Sign in to follow this  
Madster

Generic Datastore

Recommended Posts

Madster    242
Hi, haven't posted in a few months.... grr classes. Anyway, here's my question. Has anyone implemented or has ideas on how to implement a generic datastore object? The idea is to have a data-centric architecture and have several classes attaching arbitrary data to the datastore, who will serve it to anyone who wants it, will cache it if needed and will properly destroy it. Also it should only be possible to wipe the data stored by the same class. More than one Datastore should be allowed, as it would be nice, but that's not really critical. The main issues are: -Classes should be allowed to store any kind of data in the store, ordered or unordered. -Data should be cached if needed and classes should be able to turn caching on and off at will (there's probably no need to toggle it after creating the first object in the store for a given class, though) -Classes might want to see the data stored by other classes. -Any class might request the data to be delivered back to them in a certain order, maybe with special ordering types. for the first and second point I just thought of a template with handles and handle dereference objects, as seen in a Gems book. For the third I'm thinking maybe I could define a separate class with the datatype and #include it in all the interested parties For the fourth one I'm at a loss. Is this doable without calls to sort and find on each data fetch? Would I need a sort-of-iterator-for-handles thing? I don't even know if the two methods I had considered before would allow this. Plus, it's all theory so far. An use case would be something like storing the level geometry and then requesting as an octree from the physics engine and then the same geometry as a bsp by the renderer. All of this without having geometry datatypes in the Datastore class. Anyone done this before? PS: please excuse any weirdness in this post.. it's 6am :s

Share this post


Link to post
Share on other sites
Madster    242
Eh I forgot...any class should be able to modify what was stored by another class... and there should be a way to *pair* data, such as attaching physics info to a game actor.

Am I aiming too high? O_o

Share this post


Link to post
Share on other sites
Madster    242
Okay, just thinking out loud here:

collections would be inside of a static STL map after a type specified in a parameter to the template, so that when you want to access a collection of values, you'd ask by type and name.

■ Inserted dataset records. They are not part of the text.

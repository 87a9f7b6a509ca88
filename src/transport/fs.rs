use std::fs::File;
use std::io::{BufRead, BufReader};
use std::path::{Path, PathBuf};

use crate::constants::corpus::JSONL_EXTENSION;
use crate::errors::DatasetError;

/// Read every line of `path` for `task`.
///
/// A file that cannot be opened maps to [`DatasetError::SourceNotFound`];
/// failures while reading an opened file surface as IO errors.
pub fn read_lines(task: &str, path: &Path) -> Result<Vec<String>, DatasetError> {
    let file = File::open(path).map_err(|_| DatasetError::SourceNotFound {
        task: task.to_string(),
        path: path.to_path_buf(),
    })?;
    let reader = BufReader::new(file);
    let mut lines = Vec::new();
    for line in reader.lines() {
        lines.push(line?);
    }
    Ok(lines)
}

/// `<dir>/<task>.jsonl`, the per-task corpus path of a multi-task directory.
pub fn task_jsonl_path(dir: &Path, task: &str) -> PathBuf {
    dir.join(format!("{task}.{JSONL_EXTENSION}"))
}
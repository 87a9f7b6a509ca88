//! Task-homogeneous epoch planning.
//!
//! A plan shuffles each task bucket, cuts it into full batches, drops the
//! partial tail, shuffles the batches across tasks, and flattens them into one
//! id sequence. Every aligned `batch_size` window of the result belongs to a
//! single task.

use rand::Rng;
use rand::seq::SliceRandom;
use tracing::{debug, info};

use crate::aggregate::TaskBuckets;
use crate::errors::DatasetError;
use crate::hash::stable_hash_ids;
use crate::types::{CanonicalTaskName, RecordId};

/// Per-task accounting produced while planning.
#[derive(Clone, Debug, PartialEq, Eq)]
pub struct TaskPlanStats {
    /// Canonical task name.
    pub task: CanonicalTaskName,
    /// Ids available in the bucket.
    pub available: usize,
    /// Full batches cut from the bucket.
    pub batches: usize,
    /// Ids left out because they could not fill a batch.
    pub dropped: usize,
}

/// Flattened id sequence defining one epoch's iteration order.
#[derive(Clone, Debug, PartialEq, Eq)]
pub struct EpochOrder {
    ids: Vec<RecordId>,
    batch_size: usize,
    batch_tasks: Vec<CanonicalTaskName>,
    stats: Vec<TaskPlanStats>,
}

impl EpochOrder {
    /// Number of ids in the order (always a multiple of `batch_size`).
    pub fn len(&self) -> usize {
        self.ids.len()
    }

    /// True when no task filled a single batch.
    pub fn is_empty(&self) -> bool {
        self.ids.is_empty()
    }

    /// Id at position `index`.
    pub fn get(&self, index: usize) -> Option<RecordId> {
        self.ids.get(index).copied()
    }

    /// Flattened ids.
    pub fn ids(&self) -> &[RecordId] {
        &self.ids
    }

    /// Batch size the order was planned for.
    pub fn batch_size(&self) -> usize {
        self.batch_size
    }

    /// Number of full batches.
    pub fn batch_count(&self) -> usize {
        self.batch_tasks.len()
    }

    /// Ids of batch `batch_idx`.
    pub fn batch(&self, batch_idx: usize) -> Option<&[RecordId]> {
        let start = batch_idx.checked_mul(self.batch_size)?;
        let end = start.checked_add(self.batch_size)?;
        self.ids.get(start..end)
    }

    /// Task that produced batch `batch_idx`.
    pub fn batch_task(&self, batch_idx: usize) -> Option<&str> {
        self.batch_tasks.get(batch_idx).map(String::as_str)
    }

    /// Iterate `(task, ids)` per batch in epoch order.
    pub fn batches(&self) -> impl Iterator<Item = (&str, &[RecordId])> {
        self.batch_tasks
            .iter()
            .map(String::as_str)
            .zip(self.ids.chunks_exact(self.batch_size))
    }

    /// Per-task accounting in bucket order.
    pub fn stats(&self) -> &[TaskPlanStats] {
        &self.stats
    }

    /// Hash of the order, handy for comparing runs in logs.
    pub fn fingerprint(&self) -> u64 {
        stable_hash_ids(self.batch_size, &self.ids)
    }
}

/// Plan one epoch over `buckets`.
///
/// `rng` drives both the optional per-task shuffle and the batch-order
/// shuffle; it is not retained. Empty buckets contribute no batches. Fails
/// with [`DatasetError::InvalidBatchSize`] when `batch_size` is zero.
pub fn plan<R>(
    buckets: TaskBuckets,
    batch_size: usize,
    shuffle_within_task: bool,
    rng: &mut R,
) -> Result<EpochOrder, DatasetError>
where
    R: Rng + ?Sized,
{
    if batch_size == 0 {
        return Err(DatasetError::InvalidBatchSize(batch_size));
    }
    info!(
        batch_size,
        tasks = buckets.len(),
        "[taskbatch:epoch] batching tasks for effective batch size"
    );

    let mut chunks: Vec<(usize, Vec<RecordId>)> = Vec::new();
    let mut stats = Vec::with_capacity(buckets.len());
    for (task_idx, (task, mut ids)) in buckets.into_inner().into_iter().enumerate() {
        if shuffle_within_task {
            ids.shuffle(rng);
        }
        let available = ids.len();
        let mut batches = 0;
        for chunk in ids.chunks(batch_size) {
            if chunk.len() == batch_size {
                chunks.push((task_idx, chunk.to_vec()));
                batches += 1;
            } else {
                info!(
                    task = %task,
                    size = chunk.len(),
                    "[taskbatch:epoch] skip 1 partial batch"
                );
            }
        }
        let dropped = available - batches * batch_size;
        debug!(task = %task, available, batches, dropped, "[taskbatch:epoch] task planned");
        stats.push(TaskPlanStats {
            task,
            available,
            batches,
            dropped,
        });
    }

    chunks.shuffle(rng);

    let mut ids = Vec::with_capacity(chunks.len() * batch_size);
    let mut batch_tasks = Vec::with_capacity(chunks.len());
    for (task_idx, chunk) in chunks {
        batch_tasks.push(stats[task_idx].task.clone());
        ids.extend(chunk);
    }
    info!(
        samples = ids.len(),
        batches = batch_tasks.len(),
        "[taskbatch:epoch] epoch order planned"
    );
    Ok(EpochOrder {
        ids,
        batch_size,
        batch_tasks,
        stats,
    })
}

#[cfg(test)]
mod tests {
    use super::*;
    use crate::rng::DeterministicRng;
    use indexmap::IndexMap;
    use std::collections::HashSet;

    fn buckets(pairs: &[(&str, std::ops::Range<RecordId>)]) -> TaskBuckets {
        let mut map = IndexMap::new();
        for (task, range) in pairs {
            map.insert(task.to_string(), range.clone().collect());
        }
        TaskBuckets::from_canonical(map)
    }

    #[test]
    fn drops_partial_tail() {
        let mut rng = DeterministicRng::new(3);
        let order = plan(buckets(&[("nq", 0..35)]), 10, true, &mut rng).unwrap();
        assert_eq!(order.len(), 30);
        assert_eq!(order.batch_count(), 3);
        assert_eq!(order.stats()[0].dropped, 5);
        assert_eq!(order.stats()[0].batches, 3);
    }

    #[test]
    fn zero_batch_size_is_rejected() {
        let mut rng = DeterministicRng::new(3);
        let err = plan(buckets(&[("nq", 0..4)]), 0, true, &mut rng).unwrap_err();
        assert!(matches!(err, DatasetError::InvalidBatchSize(0)));
    }

    #[test]
    fn empty_buckets_contribute_nothing() {
        let mut rng = DeterministicRng::new(3);
        let order = plan(
            buckets(&[("empty", 0..0), ("small", 0..3), ("full", 10..14)]),
            4,
            true,
            &mut rng,
        )
        .unwrap();
        assert_eq!(order.len(), 4);
        assert_eq!(order.batch_task(0), Some("full"));
        assert_eq!(order.stats().len(), 3);
        assert_eq!(order.stats()[0].available, 0);
    }

    #[test]
    fn batches_are_task_homogeneous() {
        let mut rng = DeterministicRng::new(11);
        let order = plan(
            buckets(&[("a", 0..50), ("b", 100..137), ("c", 200..208)]),
            8,
            true,
            &mut rng,
        )
        .unwrap();
        for (task, ids) in order.batches() {
            let base = match task {
                "a" => 0..50,
                "b" => 100..137,
                "c" => 200..208,
                other => panic!("unexpected task {other}"),
            };
            assert!(ids.iter().all(|id| base.contains(id)));
        }
        let unique: HashSet<_> = order.ids().iter().collect();
        assert_eq!(unique.len(), order.len());
        assert_eq!(order.len(), 8 * (6 + 4 + 1));
    }

    #[test]
    fn unshuffled_tasks_keep_bucket_order_inside_batches() {
        let mut rng = DeterministicRng::new(5);
        let order = plan(buckets(&[("a", 0..6), ("b", 10..16)]), 3, false, &mut rng).unwrap();
        for (_, ids) in order.batches() {
            assert!(ids.windows(2).all(|pair| pair[1] == pair[0] + 1));
        }
    }

    #[test]
    fn batch_accessors_are_bounds_checked() {
        let mut rng = DeterministicRng::new(5);
        let order = plan(buckets(&[("a", 0..4)]), 2, true, &mut rng).unwrap();
        assert!(order.batch(1).is_some());
        assert!(order.batch(2).is_none());
        assert!(order.batch_task(2).is_none());
        assert!(order.get(4).is_none());
        assert!(order.batch(usize::MAX).is_none());
        assert!(order.batch(usize::MAX / 2 + 1).is_none());
    }

    #[test]
    fn huge_batch_index_with_unit_batches_is_none() {
        let mut rng = DeterministicRng::new(5);
        let order = plan(buckets(&[("a", 0..1)]), 1, true, &mut rng).unwrap();
        assert_eq!(order.batch(0), Some(&[0][..]));
        assert!(order.batch(usize::MAX).is_none());
    }

    #[test]
    fn shuffled_tasks_break_input_order_inside_batches() {
        let mut rng = DeterministicRng::new(5);
        let order = plan(buckets(&[("a", 0..64)]), 8, true, &mut rng).unwrap();
        let consecutive = order
            .batches()
            .filter(|(_, ids)| ids.windows(2).all(|pair| pair[1] == pair[0] + 1))
            .count();
        assert!(consecutive < order.batch_count());
    }

    #[test]
    fn same_seed_gives_same_fingerprint() {
        let make = |seed| {
            let mut rng = DeterministicRng::new(seed);
            plan(buckets(&[("a", 0..64), ("b", 64..128)]), 4, true, &mut rng).unwrap()
        };
        assert_eq!(make(1), make(1));
        assert_eq!(make(1).fingerprint(), make(1).fingerprint());
        assert_ne!(make(1).ids(), make(2).ids());
    }
}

You would use it this way:

Datastore<mydatatype> *store; // emphasis: you can create it whenever you feel like it, could be in a variable instead
store = new Datastore<mydatatype>("nameofmystore");
store.push( mydata ); // where mydata is of type mydatatype
delete store;

...

store = new Datastore<mydatatype>("nameofmystore");
i = store.begin();
for (....)


So, since the actual store is static, it doesn't get deleted unless you explicitly do so. You only need to spawn "interfases" to the store.
the store name is to avoid confusion when there are more than 1 stores with the same type.

The use for this is decoupling the loaders from the renderers from the memory managers :)
Instead of iterators ( store.begin() and such) I am considering using handlers.

any thoughts?

[Edited by - Madster on December 30, 2005 9:09:38 PM]

Share this post


Link to post
Share on other sites
cypherx    204
I don't really understand what you're trying to do, but whatever it is...use a singleton.

DataStore<T>& store = DataStore<T>::GetRef();
store.push_back(t);

Leave them pointers alone!

-Alex

Share this post


Link to post
Share on other sites
Madster    242
umm I'm trying to set a scheme up so that arbitrary classes will be able to post data or get data. They don't have to know who posted the data they need, they just assume it's there and use it. This should improve modularity I think, and clean up dependencies (which have bit me several times in the past).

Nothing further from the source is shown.